Amman – Badan Nasional Penanggulangan Terorisme (BNPT) terus menggalang kekuatan internasional dalam rangka memperkuat kerja sama dalam penanganan terorisme. Pasalnya, terorisme telah menjadi ancaman global di seluruh dunia sehingga perlu kolaborasi berbagai negara dalam melakukan program penanggulangan terorisme.

Kali ini Kepala BNPT Komjen Pol. Drs. Suhardi Alius, M.H., bersama Deputi  Bidang Pencegahan, Perlindungan, dan Deradikalisasi BNPT, Mayjen TNI Abdul Rahman Kadir, serta didampingi Dubes RI untuk Kerajaan Yordania dan Palestina, Andy Rachmianto, melakukan kunjungan kehormatan kepada Kepala Negara Yordania pada Sabtu (4/11/2017) siang.

Kunjungan ini merupakan bentuk kedekatan Indonesia dan Yordania yang menjadi kesempatan untuk bekerja sama dan bertukar informasi terkait penanganan terorisme antar kedua negara.

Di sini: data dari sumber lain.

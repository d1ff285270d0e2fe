//! Anomaly rows: idempotent insertion, listing, resolution

use sqlx::PgPool;
use uuid::Uuid;

use chrono::{DateTime, Utc};

use crate::types::{Anomaly, AnomalySeverity, AnomalyType};

const ANOMALY_COLUMNS: &str = "id, machine_id, detected_at, anomaly_type, severity, metric, \
     actual, expected, deviation, deviation_percent, confidence, status, resolution_note, \
     resolved_at, created_at";

/// A detection result (or manual submission) before persistence.
#[derive(Debug, Clone)]
pub struct NewAnomaly {
    pub machine_id: String,
    pub detected_at: DateTime<Utc>,
    pub anomaly_type: AnomalyType,
    pub severity: AnomalySeverity,
    pub metric: String,
    pub actual: f64,
    pub expected: f64,
    pub confidence: f64,
}

impl NewAnomaly {
    pub fn deviation(&self) -> f64 {
        self.actual - self.expected
    }

    pub fn deviation_percent(&self) -> f64 {
        if self.expected.abs() < f64::EPSILON {
            0.0
        } else {
            (self.actual - self.expected) / self.expected.abs() * 100.0
        }
    }
}

/// Insert an anomaly; a duplicate (machine, detected_at, type) is a no-op
/// and returns `None`, so callers only publish events for genuinely new rows.
pub async fn insert_anomaly(pool: &PgPool, anomaly: &NewAnomaly) -> sqlx::Result<Option<Anomaly>> {
    sqlx::query_as(&format!(
        "INSERT INTO anomalies \
             (id, machine_id, detected_at, anomaly_type, severity, metric, actual, expected, \
              deviation, deviation_percent, confidence, status, created_at) \
         VALUES ($1, $2, $3, $4, $5, $6, $7, $8, $9, $10, $11, 'open', NOW()) \
         ON CONFLICT (machine_id, detected_at, anomaly_type) DO NOTHING \
         RETURNING {ANOMALY_COLUMNS}"
    ))
    .bind(Uuid::new_v4())
    .bind(&anomaly.machine_id)
    .bind(anomaly.detected_at)
    .bind(anomaly.anomaly_type)
    .bind(anomaly.severity)
    .bind(&anomaly.metric)
    .bind(anomaly.actual)
    .bind(anomaly.expected)
    .bind(anomaly.deviation())
    .bind(anomaly.deviation_percent())
    .bind(anomaly.confidence.clamp(0.0, 1.0))
    .fetch_optional(pool)
    .await
}

/// Filters for the recent-anomaly listing.
#[derive(Debug, Clone, Default)]
pub struct RecentFilter {
    pub limit: i64,
    pub severity: Option<AnomalySeverity>,
    pub hours: Option<i64>,
    pub machine_id: Option<String>,
}

/// Recent anomalies newest-first with optional severity/window/machine filters.
pub async fn recent_anomalies(pool: &PgPool, filter: &RecentFilter) -> sqlx::Result<Vec<Anomaly>> {
    let limit = if filter.limit <= 0 { 50 } else { filter.limit.min(500) };
    sqlx::query_as(&format!(
        "SELECT {ANOMALY_COLUMNS} FROM anomalies \
         WHERE ($1::TEXT IS NULL OR severity = $1) \
           AND ($2::BIGINT IS NULL OR detected_at >= NOW() - make_interval(hours => $2::INT)) \
           AND ($3::TEXT IS NULL OR machine_id = $3) \
         ORDER BY detected_at DESC LIMIT $4"
    ))
    .bind(filter.severity.map(|s| s.to_string()))
    .bind(filter.hours)
    .bind(&filter.machine_id)
    .bind(limit)
    .fetch_all(pool)
    .await
}

/// All unresolved anomalies, newest-first.
pub async fn active_anomalies(pool: &PgPool) -> sqlx::Result<Vec<Anomaly>> {
    sqlx::query_as(&format!(
        "SELECT {ANOMALY_COLUMNS} FROM anomalies WHERE status = 'open' ORDER BY detected_at DESC"
    ))
    .fetch_all(pool)
    .await
}

pub async fn anomaly_by_id(pool: &PgPool, id: Uuid) -> sqlx::Result<Option<Anomaly>> {
    sqlx::query_as(&format!(
        "SELECT {ANOMALY_COLUMNS} FROM anomalies WHERE id = $1"
    ))
    .bind(id)
    .fetch_optional(pool)
    .await
}

/// Resolve an anomaly. Resolving an already-resolved row keeps its original
/// `resolved_at` and note, making the operation idempotent.
pub async fn resolve_anomaly(
    pool: &PgPool,
    id: Uuid,
    note: Option<&str>,
) -> sqlx::Result<Option<Anomaly>> {
    sqlx::query_as(&format!(
        "UPDATE anomalies SET \
             status = 'resolved', \
             resolved_at = COALESCE(resolved_at, NOW()), \
             resolution_note = COALESCE(resolution_note, $2) \
         WHERE id = $1 \
         RETURNING {ANOMALY_COLUMNS}"
    ))
    .bind(id)
    .bind(note)
    .fetch_optional(pool)
    .await
}

#[cfg(test)]
mod tests {
    use super::*;

    fn sample() -> NewAnomaly {
        NewAnomaly {
            machine_id: "M-1".into(),
            detected_at: Utc::now(),
            anomaly_type: AnomalyType::Spike,
            severity: AnomalySeverity::Warning,
            metric: "power_kw".into(),
            actual: 120.0,
            expected: 100.0,
            confidence: 0.8,
        }
    }

    #[test]
    fn deviation_fields_derive_from_actual_and_expected() {
        let a = sample();
        assert!((a.deviation() - 20.0).abs() < 1e-12);
        assert!((a.deviation_percent() - 20.0).abs() < 1e-9);
    }

    #[test]
    fn deviation_percent_guards_zero_expected() {
        let mut a = sample();
        a.expected = 0.0;
        assert_eq!(a.deviation_percent(), 0.0);
    }
}
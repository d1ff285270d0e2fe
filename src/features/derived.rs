//! Derived features computed in a post-pass over the joined rows
//!
//! These never come from a table column: they are functions of the bucket
//! timestamp or of another column. All bucketing is UTC.

use chrono::{DateTime, Datelike, Utc, Weekday};

/// Base temperature for degree-day features (°C).
pub const DEGREE_DAY_BASE_C: f64 = 18.0;

/// 1.0 on Saturday/Sunday (UTC), else 0.0.
pub fn is_weekend(bucket: DateTime<Utc>) -> f64 {
    match bucket.weekday() {
        Weekday::Sat | Weekday::Sun => 1.0,
        _ => 0.0,
    }
}

/// Heating demand proxy: degrees below the base temperature.
pub fn heating_degree(outdoor_temp_c: f64) -> f64 {
    (DEGREE_DAY_BASE_C - outdoor_temp_c).max(0.0)
}

/// Cooling demand proxy: degrees above the base temperature.
pub fn cooling_degree(outdoor_temp_c: f64) -> f64 {
    (outdoor_temp_c - DEGREE_DAY_BASE_C).max(0.0)
}
//! WebSocket fan-out — topic endpoints backed by the event bus
//!
//! Four pure broadcast topics (`dashboard`, `anomalies`, `training`,
//! `events`). Delivery is explicitly eventual: every client owns a bounded
//! sink and a client that cannot keep up is dropped, not buffered forever.
//! Critical information is persisted by the engines; the socket is a mirror.

use std::collections::HashMap;
use std::sync::Arc;
use std::time::Duration;

use axum::extract::ws::{Message, WebSocket, WebSocketUpgrade};
use axum::extract::{Path, Query, State};
use axum::http::StatusCode;
use axum::response::{IntoResponse, Response};
use chrono::Utc;
use dashmap::DashMap;
use futures::{SinkExt, StreamExt};
use serde::Deserialize;
use tokio::sync::mpsc;
use tracing::{debug, info, warn};
use uuid::Uuid;

use crate::context::CoreContext;
use crate::error::CoreError;
use crate::events::{envelope, BusEvent, WsTopic};

/// Per-client outbound queue. Overflow drops the client (slowest-reader
/// policy), keeping one stuck browser from stalling the fan-out.
pub const CLIENT_QUEUE_CAPACITY: usize = 64;

type ClientKey = (WsTopic, String);

// ============================================================================
// Connection Registry
// ============================================================================

/// In-memory registry of connected clients, keyed by (topic, client id).
pub struct FanoutRegistry {
    clients: DashMap<ClientKey, mpsc::Sender<String>>,
    max_connections: usize,
}

impl FanoutRegistry {
    pub fn new(max_connections: usize) -> Self {
        Self {
            clients: DashMap::new(),
            max_connections,
        }
    }

    /// Register a client and hand back the receiving half of its sink.
    ///
    /// Re-registering an existing (topic, client id) replaces the old sink,
    /// which terminates the previous socket loop. Refuses new clients once
    /// the total cap is reached.
    pub fn register(
        &self,
        topic: WsTopic,
        client_id: &str,
    ) -> Result<mpsc::Receiver<String>, CoreError> {
        let key = (topic, client_id.to_string());
        if !self.clients.contains_key(&key) && self.clients.len() >= self.max_connections {
            return Err(CoreError::TooManyConnections { retry_after: 10 });
        }
        let (tx, rx) = mpsc::channel(CLIENT_QUEUE_CAPACITY);
        self.clients.insert(key, tx);
        Ok(rx)
    }

    pub fn remove(&self, topic: WsTopic, client_id: &str) {
        self.clients.remove(&(topic, client_id.to_string()));
    }

    pub fn connection_count(&self) -> usize {
        self.clients.len()
    }

    /// Connected clients per topic (introspection / health).
    pub fn topic_counts(&self) -> HashMap<&'static str, usize> {
        let mut counts: HashMap<&'static str, usize> =
            WsTopic::all().iter().map(|t| (t.as_str(), 0)).collect();
        for entry in self.clients.iter() {
            *counts.entry(entry.key().0.as_str()).or_insert(0) += 1;
        }
        counts
    }

    /// Drop every client sink. Each socket loop observes its closed channel,
    /// sends a close frame and exits; used during shutdown.
    pub fn drain(&self) {
        self.clients.clear();
    }

    /// Forward one bus event to every client of every subscribing topic.
    ///
    /// Clients whose sink is full or closed are dropped from the registry.
    pub fn dispatch(&self, event: &BusEvent) {
        let channel = event.channel();
        let mut stale: Vec<ClientKey> = Vec::new();

        for topic in WsTopic::all() {
            if !topic.subscribes_to(channel) {
                continue;
            }
            let frame = envelope(topic, event).to_string();
            for entry in self.clients.iter().filter(|e| e.key().0 == topic) {
                match entry.value().try_send(frame.clone()) {
                    Ok(()) => {}
                    Err(mpsc::error::TrySendError::Full(_)) => {
                        warn!(
                            topic = %topic,
                            client_id = %entry.key().1,
                            "client sink overflow — dropping client"
                        );
                        stale.push(entry.key().clone());
                    }
                    Err(mpsc::error::TrySendError::Closed(_)) => {
                        stale.push(entry.key().clone());
                    }
                }
            }
        }

        for key in stale {
            self.clients.remove(&key);
        }
    }
}

// ============================================================================
// Topic Endpoint
// ============================================================================

#[derive(Debug, Deserialize)]
pub struct WsQuery {
    pub client_id: Option<String>,
}

/// GET /ws/{topic}?client_id=... — upgrade to a topic broadcast socket.
pub async fn ws_topic_handler(
    Path(topic): Path<String>,
    Query(query): Query<WsQuery>,
    State(ctx): State<Arc<CoreContext>>,
    ws: WebSocketUpgrade,
) -> Response {
    if !ctx.config.websocket.enabled {
        return StatusCode::NOT_FOUND.into_response();
    }
    let Some(topic) = WsTopic::parse(&topic) else {
        return StatusCode::NOT_FOUND.into_response();
    };

    let client_id = query
        .client_id
        .filter(|id| !id.is_empty())
        .unwrap_or_else(|| Uuid::new_v4().to_string());

    ws.on_upgrade(move |socket| handle_socket(socket, ctx, topic, client_id))
}

async fn handle_socket(socket: WebSocket, ctx: Arc<CoreContext>, topic: WsTopic, client_id: String) {
    let mut rx = match ctx.fanout.register(topic, &client_id) {
        Ok(rx) => rx,
        Err(e) => {
            warn!(topic = %topic, client_id = %client_id, error = %e, "rejecting websocket client");
            let mut socket = socket;
            let _ = socket.send(Message::Close(None)).await;
            return;
        }
    };

    let (mut sender, mut receiver) = socket.split();

    // Greeting frame confirms the registration to the client.
    let greeting = serde_json::json!({
        "type": "connection",
        "status": "connected",
        "client_id": client_id,
        "connection_type": topic.as_str(),
        "timestamp": Utc::now(),
    });
    if sender
        .send(Message::Text(greeting.to_string().into()))
        .await
        .is_err()
    {
        ctx.fanout.remove(topic, &client_id);
        return;
    }

    info!(topic = %topic, client_id = %client_id, "websocket client connected");

    let heartbeat = Duration::from_secs(ctx.config.websocket.heartbeat_interval_secs);
    let mut heartbeat_timer = tokio::time::interval(heartbeat);
    heartbeat_timer.set_missed_tick_behavior(tokio::time::MissedTickBehavior::Delay);
    heartbeat_timer.tick().await; // first tick completes immediately

    loop {
        tokio::select! {
            // Bus events queued for this client
            frame = rx.recv() => {
                match frame {
                    Some(frame) => {
                        if sender.send(Message::Text(frame.into())).await.is_err() {
                            break;
                        }
                    }
                    // sink replaced or registry dropped us
                    None => break,
                }
            }

            // Client traffic: text pings, protocol pings, close
            msg = receiver.next() => {
                match msg {
                    Some(Ok(Message::Text(text))) => {
                        if text.trim().eq_ignore_ascii_case("ping") {
                            let pong = serde_json::json!({
                                "type": "pong",
                                "timestamp": Utc::now(),
                            });
                            if sender.send(Message::Text(pong.to_string().into())).await.is_err() {
                                break;
                            }
                        } else {
                            debug!(topic = %topic, client_id = %client_id, "ignoring client text frame");
                        }
                    }
                    Some(Ok(Message::Ping(data))) => {
                        if sender.send(Message::Pong(data)).await.is_err() {
                            break;
                        }
                    }
                    Some(Ok(Message::Close(_))) | None => break,
                    Some(Ok(_)) => {}
                    Some(Err(e)) => {
                        debug!(topic = %topic, client_id = %client_id, error = %e, "websocket read error");
                        break;
                    }
                }
            }

            // Liveness probe; a dead peer fails the send and ends the loop
            _ = heartbeat_timer.tick() => {
                if sender.send(Message::Ping(Vec::new().into())).await.is_err() {
                    break;
                }
            }
        }
    }

    ctx.fanout.remove(topic, &client_id);
    let _ = sender.send(Message::Close(None)).await;
    info!(topic = %topic, client_id = %client_id, "websocket client disconnected");
}

#[cfg(test)]
mod tests {
    use super::*;
    use crate::types::{AnomalySeverity, AnomalyType};

    fn anomaly_event() -> BusEvent {
        BusEvent::AnomalyDetected {
            machine_id: "M-1".into(),
            metric: "power_kw".into(),
            value: 120.0,
            expected: 80.0,
            severity: AnomalySeverity::Critical,
            anomaly_type: AnomalyType::Spike,
            confidence: 0.9,
            timestamp: Utc::now(),
            published_at: Utc::now(),
        }
    }

    #[tokio::test]
    async fn dispatch_reaches_subscribing_topics_only() {
        let registry = FanoutRegistry::new(10);
        let mut dashboard = registry.register(WsTopic::Dashboard, "d1").unwrap();
        let mut anomalies = registry.register(WsTopic::Anomalies, "a1").unwrap();
        let mut training = registry.register(WsTopic::Training, "t1").unwrap();

        registry.dispatch(&anomaly_event());

        let frame = dashboard.try_recv().unwrap();
        assert!(frame.contains("anomaly.detected"));
        assert!(anomalies.try_recv().is_ok());
        // training does not subscribe to anomaly.detected
        assert!(training.try_recv().is_err());
    }

    #[tokio::test]
    async fn overflowed_client_is_dropped() {
        let registry = FanoutRegistry::new(10);
        let rx = registry.register(WsTopic::Anomalies, "slow").unwrap();
        // keep rx alive but never drain it
        let _rx = rx;

        for _ in 0..=CLIENT_QUEUE_CAPACITY {
            registry.dispatch(&anomaly_event());
        }

        assert_eq!(registry.connection_count(), 0, "slow client must be dropped");
    }

    #[tokio::test]
    async fn closed_client_is_pruned_on_dispatch() {
        let registry = FanoutRegistry::new(10);
        let rx = registry.register(WsTopic::Dashboard, "gone").unwrap();
        drop(rx);

        registry.dispatch(&anomaly_event());
        assert_eq!(registry.connection_count(), 0);
    }

    #[tokio::test]
    async fn connection_cap_rejects_new_clients() {
        let registry = FanoutRegistry::new(2);
        let _a = registry.register(WsTopic::Dashboard, "a").unwrap();
        let _b = registry.register(WsTopic::Events, "b").unwrap();

        let err = registry.register(WsTopic::Dashboard, "c").unwrap_err();
        assert!(matches!(err, CoreError::TooManyConnections { .. }));

        // replacing an existing key is allowed at the cap
        assert!(registry.register(WsTopic::Dashboard, "a").is_ok());
    }

    #[tokio::test]
    async fn reregistering_replaces_the_old_sink() {
        let registry = FanoutRegistry::new(10);
        let mut old_rx = registry.register(WsTopic::Anomalies, "c1").unwrap();
        let mut new_rx = registry.register(WsTopic::Anomalies, "c1").unwrap();

        registry.dispatch(&anomaly_event());

        assert!(new_rx.try_recv().is_ok());
        // old sink's sender was dropped on replacement
        assert!(matches!(
            old_rx.try_recv(),
            Err(mpsc::error::TryRecvError::Disconnected)
        ));
        assert_eq!(registry.connection_count(), 1);
    }

    #[tokio::test]
    async fn topic_counts_reflect_registrations() {
        let registry = FanoutRegistry::new(10);
        let _a = registry.register(WsTopic::Dashboard, "a").unwrap();
        let _b = registry.register(WsTopic::Dashboard, "b").unwrap();
        let _c = registry.register(WsTopic::Training, "c").unwrap();

        let counts = registry.topic_counts();
        assert_eq!(counts["dashboard"], 2);
        assert_eq!(counts["training"], 1);
        assert_eq!(counts["anomalies"], 0);
        assert_eq!(counts["events"], 0);
    }
}
/// Compute per-bucket deviation of actuals from the active baseline.
pub async fn deviation(
    pool: &PgPool,
    machine_id: &str,
    energy_source: &str,
    range: &TimeRange,
) -> Result<DeviationReport, CoreError> {
    let model = require_active_model(pool, machine_id, energy_source).await?;
    let table = model_feature_table(pool, &model, range).await?;

    let sigma = model.residual_std;
    let (bucket_times, matrix, target) = table.complete_rows(&model.features.0);

    let mut buckets = Vec::with_capacity(bucket_times.len());
    let mut total_actual = 0.0;
    let mut total_predicted = 0.0;
    let mut delta_sum = 0.0;
    let mut max_abs_delta: f64 = 0.0;
    let mut anomaly_count = 0;

    for ((bucket, row), &actual) in bucket_times.into_iter().zip(matrix.iter()).zip(target.iter())
    {
        let predicted = model.predict(row);
        let delta = actual - predicted;
        let severity = AnomalySeverity::from_deviation(delta.abs(), sigma);
        if severity >= AnomalySeverity::Warning {
            anomaly_count += 1;
        }

        total_actual += actual;
        total_predicted += predicted;
        delta_sum += delta;
        max_abs_delta = max_abs_delta.max(delta.abs());

        buckets.push(DeviationBucket {
            bucket,
            actual,
            predicted,
            delta,
            delta_percent: if predicted.abs() < f64::EPSILON {
                0.0
            } else {
                delta / predicted.abs() * 100.0
            },
            severity,
        });
    }

    let n = buckets.len().max(1) as f64;
    Ok(DeviationReport {
        machine_id: machine_id.to_string(),
        energy_source: energy_source.to_string(),
        model_version: model.model_version,
        granularity: table.granularity,
        residual_std: sigma,
        summary: DeviationSummary {
            total_actual,
            total_predicted,
            avg_delta: delta_sum / n,
            max_abs_delta,
            anomaly_count,
        },
        buckets,
    })
}

/// Feature table for evaluating an existing model over a window.
async fn model_feature_table(
    pool: &PgPool,
    model: &BaselineModel,
    range: &TimeRange,
) -> Result<FeatureTable, CoreError> {
    let scope = ResolvedScope {
        key: model.machine_id.clone(),
        machine_ids: resolve_model_machines(pool, model).await?,
        energy_source: model.energy_source.clone(),
    };
    let table = features::feature_table(
        pool,
        &scope,
        range,
        &model.features.0,
        features::ADHOC_SAMPLE_FLOOR,
        Granularity::OneHour,
    )
    .await?;

    // A model feature that fell to the coverage filter would silently
    // misalign the coefficient vector; refuse instead.
    let missing: Vec<&str> = model
        .features
        .iter()
        .filter(|f| table.column(f).is_none())
        .map(String::as_str)
        .collect();
    if !missing.is_empty() {
        return Err(CoreError::InsufficientData(format!(
            "model features lack coverage in the evaluation window: {}",
            missing.join(", ")
        )));
    }
    Ok(table)
}

/// A model row keyed by a SEU id expands to its member machines; a machine
/// key evaluates against itself.
async fn resolve_model_machines(
    pool: &PgPool,
    model: &BaselineModel,
) -> Result<Vec<String>, CoreError> {
    if let Some(seu) = catalog::seu_by_id(pool, &model.machine_id).await? {
        return Ok(seu.machine_ids);
    }
    Ok(vec![model.machine_id.clone()])
}

#[cfg(test)]
mod tests {
    use super::*;

    #[test]
    fn empty_feature_list_means_auto() {
        assert_eq!(FeatureSpec::from_request(vec![]), FeatureSpec::Auto);
        assert_eq!(
            FeatureSpec::from_request(vec!["avg_outdoor_temp_c".to_string()]),
            FeatureSpec::Explicit(vec!["avg_outdoor_temp_c".to_string()])
        );
    }
}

Raja Yordania, Abdullah II, didampingi Penasehat Raja untuk masalah keamanan,
menyambut baik kedatangan BNPT. Raja Abdullah II sangat antusias saat Kepala BNPT memberikan pemamparan terkait penanggulangan terorisme di Indonesia yang dilakukab dengan pendekatan lunak (soft approach).

Menanggapi tentang penanggulangan terorisme di Indonesia, Raja Abdullah II mendorong untuk melakukan kerja sama antara kedua negara di bidang counter terrorism, termasuk dalam pertukaran informasi terkait isu terorisme secara global.

Selain kunjungan kehormatan kepada Raja Yordania, Kepala BNPT dijadwalkan untuk bertemu dengan Menteri Dalam Negeri (Mendagri) Yordania dan menghadiri Pertemuan Aqoba Process, yang dihadiri berbagai peserta dari berbagai negara membahas berbagai upaya menghadapi radikalisme di kawasan Asia Tenggara.